These problems are related to the following:

- Using data to show how the number of scanned rows in a slow query log is obtained
- Finding a solution based on the principle of "group by"
- Checking implementation details of sorting
- Debugging source code with gdb

## Background

List the top 10 visited articles of this month and week respectively.
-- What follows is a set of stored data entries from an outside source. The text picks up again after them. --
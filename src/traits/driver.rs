use std::path::Path;

use async_trait::async_trait;

use crate::clauses::QueryParams;
use crate::error::{ErrorInfo, Result};
use crate::types::{QueryOutcome, ResultSet, TxOutcome, ValueMap};

/// Operations every database driver exposes.
///
/// A driver owns one connection and runs one statement at a time; every
/// statement-issuing method takes `&mut self`. SQL templates may use the
/// `<HOST>`, `<USER>`, `<DATABASE>` and `<PREFIX>` placeholders and, when
/// `vars` are passed, `{name}` variables.
#[async_trait]
pub trait DatabaseDriver: Send {
    /// Connects to the database server.
    ///
    /// # Errors
    /// `DbalError::ConnectionFailed` if the server rejects the address or credentials.
    async fn connect(&mut self) -> Result<()>;

    /// Closes the connection. An open transaction is abandoned.
    async fn disconnect(&mut self);

    fn is_connected(&self) -> bool;

    /// Runs one statement and returns its rows, if it produced any.
    ///
    /// # Errors
    /// `DbalError::QueryFailed` with the server's diagnostics.
    async fn query(&mut self, sql: &str, vars: Option<&ValueMap>) -> Result<QueryOutcome>;

    /// Runs one statement and returns the number of affected rows.
    async fn exec(&mut self, sql: &str, vars: Option<&ValueMap>) -> Result<u64>;

    /// Runs `SELECT <columns> FROM <prefix><table>` with the given clauses.
    async fn select(
        &mut self,
        table: &str,
        columns: &str,
        params: &QueryParams,
    ) -> Result<ResultSet>;

    /// Inserts one row into `<prefix><table>`; returns the affected-row count.
    async fn insert(&mut self, table: &str, data: &ValueMap) -> Result<u64>;

    /// Updates `<prefix><table>`; returns the affected-row count.
    async fn update(&mut self, table: &str, data: &ValueMap, params: &QueryParams)
        -> Result<u64>;

    /// Runs statements in order, stopping at the first failure.
    /// Earlier statements are not undone unless a transaction is open.
    async fn batch(&mut self, statements: &[&str]) -> Result<()>;

    /// Runs every statement of a SQL dump file as [`batch`](Self::batch) would.
    async fn import(&mut self, path: &Path) -> Result<()>;

    /// Id generated by the most recent INSERT, or 0 if the last statement
    /// was not an insert or generated nothing.
    fn insert_id(&self) -> u64;

    async fn begin_transaction(&mut self) -> TxOutcome;

    async fn commit(&mut self) -> TxOutcome;

    async fn rollback(&mut self) -> TxOutcome;

    fn in_transaction(&self) -> bool;

    /// Quotes a string as a literal for the current charset.
    fn quote(&self, value: &str) -> String;

    /// Native error code of the most recent statement, if it failed.
    fn error(&self) -> Option<&str>;

    /// SQLSTATE, native code and message of the most recent statement.
    fn error_info(&self) -> &ErrorInfo;

    /// Number of statements sent to the server so far.
    fn query_count(&self) -> u64;

    fn prefix(&self) -> &str;

    fn set_prefix(&mut self, prefix: &str);

    fn charset(&self) -> &str;

    async fn set_charset(&mut self, charset: &str) -> Result<()>;
}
The log table is as follows.

```
CREATE TABLE `article_rank` (
`id` int(11) unsigned NOT NULL AUTO_INCREMENT,
`aid` int(11) unsigned NOT NULL,
`pv` int(11) unsigned NOT NULL DEFAULT '1',
`day` int(11) NOT NULL COMMENT '日期 例如 20171016',
PRIMARY KEY (`id`),
KEY `idx_day_aid_pv` (`day`,`aid`,`pv`),
KEY `idx_aid_day_pv` (`aid`,`day`,`pv`)
) ENGINE=InnoDB DEFAULT CHARSET=utf8
```

## Preparations

To verify the guesses, install a debugger for MySQL and enable slow query log collection to count scanned rows.

### Installation

- Download the source code
- Compile the installation
- Create a MySQL user
- Initialize the database
- Initialize the MySQL configuration file
- Change the password

## Enable Slow Query Log

Edit the configuration file and add the following under the `[mysqld]`

module:

```
slow_query_log=1
slow_query_log_file=xxx
long_query_time=0
log_queries_not_using_indexes=1
```

## Performance Analysis

## Discovering the Problem

Assume that the following SQL statement is used to query the top 10 articles by views during the five days from `2018-12-20`

to `2018-12-24`

. Let's first use `explain`

to see the analysis result.

```
mysql> explain select aid,sum(pv) as num from article_rank where day>=20181220 and day<=20181224 group by aid order by num desc limit 10;
+----+-------------+--------------+------------+-------+-------------------------------+----------------+---------+------+--------+----------+-----------------------------------------------------------+
| id | select_type | table | partitions | type | possible_keys | key | key_len | ref | rows | filtered | Extra |
+----+-------------+--------------+------------+-------+-------------------------------+----------------+---------+------+--------+----------+-----------------------------------------------------------+
| 1 | SIMPLE | article_rank | NULL | range | idx_day_aid_pv,idx_aid_day_pv | idx_day_aid_pv | 4 | NULL | 404607 | 100.00 | Using where; Using index; Using temporary; Using filesort |
+----+-------------+--------------+------------+-------+-------------------------------+----------------+---------+------+--------+----------+-----------------------------------------------------------+
```

By default, the index `idx_day_aid_pv`

is used. The `Extra`

shows that the covering index is used when we use `idx_day_aid_pv`

. However, a temporary table will be required and this involves sorting.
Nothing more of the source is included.